On a new section on its web site, TNZ said the first network outage in December was caused by a “corruption of software during a routine operational process.”
In turn, this resulted in a “signaling storm” into its southern radio network controller (RNC), leaving customers in the region without a service for “several hours.”
The network next went down for up to three days because of a “hardware failure in a router.”
“The normal reset then caused a signaling storm that caused an overload on the Southern RNC and impacted all clients on the southern RNC with [a] degraded service for several hours on the Wednesday [Jan. 27],” said TNZ.
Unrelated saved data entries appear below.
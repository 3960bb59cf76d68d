//! Sink over any `std::io::Write`

use crate::core::Sink;
use parking_lot::Mutex;
use std::fs::{File, OpenOptions};
use std::io::{self, BufWriter, Write};
use std::path::Path;

/// Adapts a writer (a `File`, a socket, a `Vec<u8>`) into a [`Sink`]
///
/// Writes are serialised by an internal mutex; one record is written in a
/// single critical section.
///
/// # Example
///
/// ```no_run
/// use spark::{Logger, WriterSink};
/// use std::sync::Arc;
///
/// let sink = WriterSink::append_file("/var/log/app.log").unwrap();
/// let logger = Logger::builder().output(Arc::new(sink)).build().unwrap();
/// logger.info("started", &[]);
/// logger.sync().unwrap();
/// ```
pub struct WriterSink<W: Write + Send> {
    writer: Mutex<W>,
    name: String,
}

impl<W: Write + Send> WriterSink<W> {
    pub fn new(writer: W) -> Self {
        Self {
            writer: Mutex::new(writer),
            name: "writer".to_string(),
        }
    }

    /// Name reported in failure messages
    #[must_use]
    pub fn with_name(mut self, name: impl Into<String>) -> Self {
        self.name = name.into();
        self
    }

    pub fn into_inner(self) -> W {
        self.writer.into_inner()
    }
}

impl<W: Write + Send> WriterSink<BufWriter<W>> {
    /// Wrap `writer` in a [`BufWriter`]; data reaches it on flush
    pub fn buffered(writer: W) -> Self {
        Self::new(BufWriter::new(writer))
    }
}

impl WriterSink<BufWriter<File>> {
    /// Open `path` for appending, creating it if needed
    pub fn append_file(path: impl AsRef<Path>) -> io::Result<Self> {
        let path = path.as_ref();
        let file = OpenOptions::new().create(true).append(true).open(path)?;
        Ok(Self::buffered(file).with_name(path.display().to_string()))
    }
}

impl<W: Write + Send> Sink for WriterSink<W> {
    fn write(&self, record: &[u8]) -> io::Result<()> {
        self.writer.lock().write_all(record)
    }

    fn flush(&self) -> io::Result<()> {
        self.writer.lock().flush()
    }

    fn name(&self) -> &str {
        &self.name
    }
}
In that episode, up to 58 cell sites remained out of service for three days to January 29.
A further 16 cell sites were down for around half a day in February due to a “process failure” when migrating from southern cell sites to a new RNC in Taranaki and the Hutt Valley.
Less than a week later, “the Southern RNC experienced a severe reduction in voice traffic” when up to 81 of the 450 cell sites served by the RNC lost all services.”
“For about an hour and 45 minutes all voice traffic was lost south of Taupo,” said TNZ. To fix the problem, the RNC had to be rebooted.
The outages have left TNZ in damage control mode, as rivals – Vodafone and twodegrees – swoop in with offers in an attempt poach customers.
To fix the network, TNZ says it is improving coverage and capacity.
It is also increasing the number of RNCs and their processing power which “will mean that if there is an event that impacts an RNC, the regional impact will be much lower.”
More processing power “will also reduce the effect of unusual traffic spikes on the existing network.”